Now and again the same question will pop up over and over again as I interact with clients, friends, and family; over the past ten days or so the question de jour has focused on modifying recipes.
Of note, I’m not a formally trained chef (though at times I wish I’d followed that path), though I do spend a fair amount of time in the kitchen cooking good food, and invest a fair amount of time thinking about food through the lenses of health impact, nutrition, affordability, and availability.
Playing the Recipe Modification Game: The Easy Part
In a nutshell, my pitch to anyone striving to cook (or learn to cook) great tasting, healthy and nutritious food at home is simple when it comes to recipes. Gravitate toward foods and recipes that you know you (and your family) enjoy, dig in and do a bit of research, roll up your sleeves and start cooking.
When my wife and I approach a new recipe that’s caught our eye for whatever reason, we’ll typically cook it through at least once pretty much as written. If we make any substitutions on a first run, it’s typically subbing in a healthier fat or oil, which is almost always a safe bet from a cooking science and flavor standpoint.
Once that first run is done, and if we find the dish tasty and satisfying, for almost all (see below) recipes I like to dial in spices and flavors we enjoy, which typically in our kitchen means big flavors and more spice, often skewed to a Southwestern or Asian-fusion array of flavors.

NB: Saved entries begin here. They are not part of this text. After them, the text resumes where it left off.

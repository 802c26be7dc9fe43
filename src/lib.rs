//! # ArangoDB HTTP Client
//!
//! A minimal, Rust-native client for the ArangoDB HTTP document API.
//! Covers AQL cursors (server-side paginated result streams) and
//! document existence/staleness checks over plain HTTP + JSON.
//!
//! ## Features
//!
//! - **AQL Cursors**: open a query, stream rows batch by batch
//! - **Typed Rows**: decode each row into any `serde` target type
//! - **Document Checks**: point-in-time existence and revision staleness
//! - **Plain Transport**: one `reqwest` client, basic auth, no hidden retries
//!
//! ## Quick Start
//!
//! ```rust,ignore
//! use arango_client::{ConnectionConfig, Database, Result};
//!
//! #[tokio::main]
//! async fn main() -> Result<()> {
//!     let config = ConnectionConfig::builder()
//!         .endpoint("http://localhost:8529")
//!         .database("_system")
//!         .basic_auth("root", "secret")
//!         .build()?;
//!     let db = Database::connect(config)?;
//!
//!     let mut cursor = db.query("FOR u IN users RETURN u", None).await?;
//!     let mut rows = cursor.rows::<serde_json::Value>();
//!     while let Some(user) = rows.try_next().await? {
//!         // Process rows; batches are fetched from the server on demand.
//!         let _ = user;
//!     }
//!
//!     Ok(())
//! }
//! ```
//!
//! ## Architecture
//!
//! ```text
//! ┌──────────────────────────────────────────────────────────┐
//! │                    Database (connection)                 │
//! │  send()/get() → status + JSON body    query() → Cursor   │
//! └──────────────────────────────────────────────────────────┘
//!                │                              │
//! ┌──────────────┴─────────────┐  ┌─────────────┴────────────┐
//! │           Cursor           │  │         Document         │
//! ├────────────────────────────┤  ├──────────────────────────┤
//! │ rows() / fetch_next        │  │ exist()                  │
//! │ fetch_one / fetch_batch    │  │ updated()                │
//! │ delete()                   │  │ _id / _rev / _key        │
//! └────────────────────────────┘  └──────────────────────────┘
//! ```
//!
//! Every operation that touches the server blocks the calling task until
//! the response (or transport error) returns; there is no retry, backoff,
//! or caching at this layer. Instances are meant for single-owner,
//! sequential use; callers serialize concurrent access themselves.

#![warn(missing_docs)]
#![warn(clippy::all)]
#![allow(clippy::module_name_repetitions)]
#![allow(clippy::must_use_candidate)]
#![allow(clippy::missing_errors_doc)]

// ============================================================================
// Module declarations
// ============================================================================

/// Error types for the client
pub mod error;

/// Connection configuration
pub mod config;

/// Database handle and HTTP transport
pub mod connection;

/// AQL cursors and row iteration
pub mod cursor;

/// Document identity and existence checks
pub mod document;

// ============================================================================
// Re-exports
// ============================================================================

pub use config::ConnectionConfig;
pub use connection::{Database, ServerResponse};
pub use cursor::{Cursor, CursorStats, Rows};
pub use document::Document;
pub use error::{Error, Result};

/// Crate version
pub const VERSION: &str = env!("CARGO_PKG_VERSION");

/// Crate name
pub const NAME: &str = env!("CARGO_PKG_NAME");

Most importantly, we come from the school that insists cooking should be fun, intuitive, and yield healthy foods that taste great. Is every dish a home run? Hell no, but you’ll get better over time, and I can almost guarantee you that when shifting toward a more ancestral nutrition plan, you’ll find that flavors are deeper, richer, and more interesting the further along that path you wander.
I’d challenged you to consider most recipes starting points to work from as you develop your own skills, likes, and dislikes; it’s also key to remember what a chef friend reminds me every month or so – overly complex recipes aren’t always better, most often simply prepared, quality foods win the day.

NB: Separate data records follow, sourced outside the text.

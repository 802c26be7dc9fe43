//! Connection configuration
//!
//! Settings for reaching an ArangoDB server: endpoint, target database,
//! credentials, and the transport knobs that belong to this layer. Any
//! timeout configured here applies per request inside `reqwest`; nothing
//! above the transport retries or cancels.

use crate::error::{Error, Result};
use std::collections::HashMap;
use std::time::Duration;

/// Configuration for a database connection
#[derive(Debug, Clone)]
pub struct ConnectionConfig {
    /// Base URL of the server, e.g. `http://localhost:8529`
    pub endpoint: String,
    /// Name of the database all requests target
    pub database: String,
    /// Optional basic auth credentials (username, password)
    pub credentials: Option<(String, String)>,
    /// Request timeout
    pub timeout: Duration,
    /// Default headers for all requests
    pub default_headers: HashMap<String, String>,
    /// User agent string
    pub user_agent: String,
}

impl Default for ConnectionConfig {
    fn default() -> Self {
        Self {
            endpoint: "http://localhost:8529".to_string(),
            database: "_system".to_string(),
            credentials: None,
            timeout: Duration::from_secs(30),
            default_headers: HashMap::new(),
            user_agent: format!("arango-client/{}", env!("CARGO_PKG_VERSION")),
        }
    }
}

impl ConnectionConfig {
    /// Create a new config builder
    pub fn builder() -> ConnectionConfigBuilder {
        ConnectionConfigBuilder::default()
    }
}

/// Builder for connection config
#[derive(Default)]
pub struct ConnectionConfigBuilder {
    config: ConnectionConfig,
}

impl ConnectionConfigBuilder {
    /// Set the server endpoint
    pub fn endpoint(mut self, endpoint: impl Into<String>) -> Self {
        self.config.endpoint = endpoint.into();
        self
    }

    /// Set the target database name
    pub fn database(mut self, database: impl Into<String>) -> Self {
        self.config.database = database.into();
        self
    }

    /// Set basic auth credentials
    pub fn basic_auth(mut self, username: impl Into<String>, password: impl Into<String>) -> Self {
        self.config.credentials = Some((username.into(), password.into()));
        self
    }

    /// Set the request timeout
    pub fn timeout(mut self, timeout: Duration) -> Self {
        self.config.timeout = timeout;
        self
    }

    /// Add a default header
    pub fn header(mut self, key: impl Into<String>, value: impl Into<String>) -> Self {
        self.config.default_headers.insert(key.into(), value.into());
        self
    }

    /// Set user agent
    pub fn user_agent(mut self, agent: impl Into<String>) -> Self {
        self.config.user_agent = agent.into();
        self
    }

    /// Build the config, validating required fields
    pub fn build(self) -> Result<ConnectionConfig> {
        if self.config.endpoint.is_empty() {
            return Err(Error::config("endpoint must not be empty"));
        }
        if self.config.database.is_empty() {
            return Err(Error::config("database name must not be empty"));
        }
        Ok(self.config)
    }
}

Here’s a great example – a couple of weeks ago I posted this Grilled Sweet Potato, Onion, and Chile Salad recipe, and it’s delicious as written. Talking about that recipe a week or so later (in the context of the week’s menu plan), my wife comment she found the anise flavor notes of the basil a bit overwhelming, so I swapped it out for cilantro the next time around, and we both thought the recipe was exponentially better. Easy peasy, and we’ve now dialed in a great salad that resonates well with our family palate.
Modify away, customize to your hearts content, and share with the rest of us when your recipe tweaks produce a masterpiece. Your changes won’t all produce home runs, but you’ll score big most of the time…

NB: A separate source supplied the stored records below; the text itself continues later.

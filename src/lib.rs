#![warn(clippy::all)]
#![warn(missing_docs)]
#![warn(rustdoc::missing_doc_code_examples)]
#![warn(clippy::missing_docs_in_private_items)]
#![doc = include_str!("../README.md")]

pub mod config;
pub mod constants;
pub mod errors;
pub mod export;
pub mod grid;
pub mod integrate;
pub mod load;
pub mod section;
pub mod sizing;
pub mod stress;

pub use config::{LoadModelKind, SpanConfig, Support};
pub use constants::DerivedConstants;
pub use errors::{ConfigError, SizingError};
pub use export::{Chart, Station};
pub use grid::{Profile, SpanGrid};
pub use integrate::{cumulative, free_tip_shift, integrate_from, Deflection, StructuralIntegrator};
pub use load::{
    ChordProportionalLoad, LinearFitLoad, LoadModel, PiecewiseChord, SpanLoad, TaperedChord,
};
pub use section::{
    bending_strength_thickness, quantize_to_ply, section_inertia, spar_cap_mass,
    torsion_stiffness_thickness, torsion_strength_thickness, RadiusSchedule, SizingCriterion,
    SizingRule, SECTION_CONSTANT,
};
pub use sizing::{size_span, SpanProfiles, SpanSizing};
pub use stress::{axial_stress, shear_stress, StressPeak, StressProfiles};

The Exception to the Recipe Modification Game
As with most things in life, there are exceptions to the recipe modification game – that exception deals with baking.
In a nutshell, baking is much more of a science, historically requiring much more careful measurements of key ingredients to achieve the desired result. The centuries of baking history that have accumulated thus far are of course skewed to using traditional grain-based flours that most following an ancestral eating plan eschew today.
Baking using non-traditional, largely gluten-free components is a relative new game compared to the traditional baking world, and let’s face it, the alternative flours simply don’t behave the same way.
Bottom line, the baking game is one where recipes should be followed to the letter; if you’re going to change one up – do it in baby steps (change one component at a time and see how things turn out), and work from there.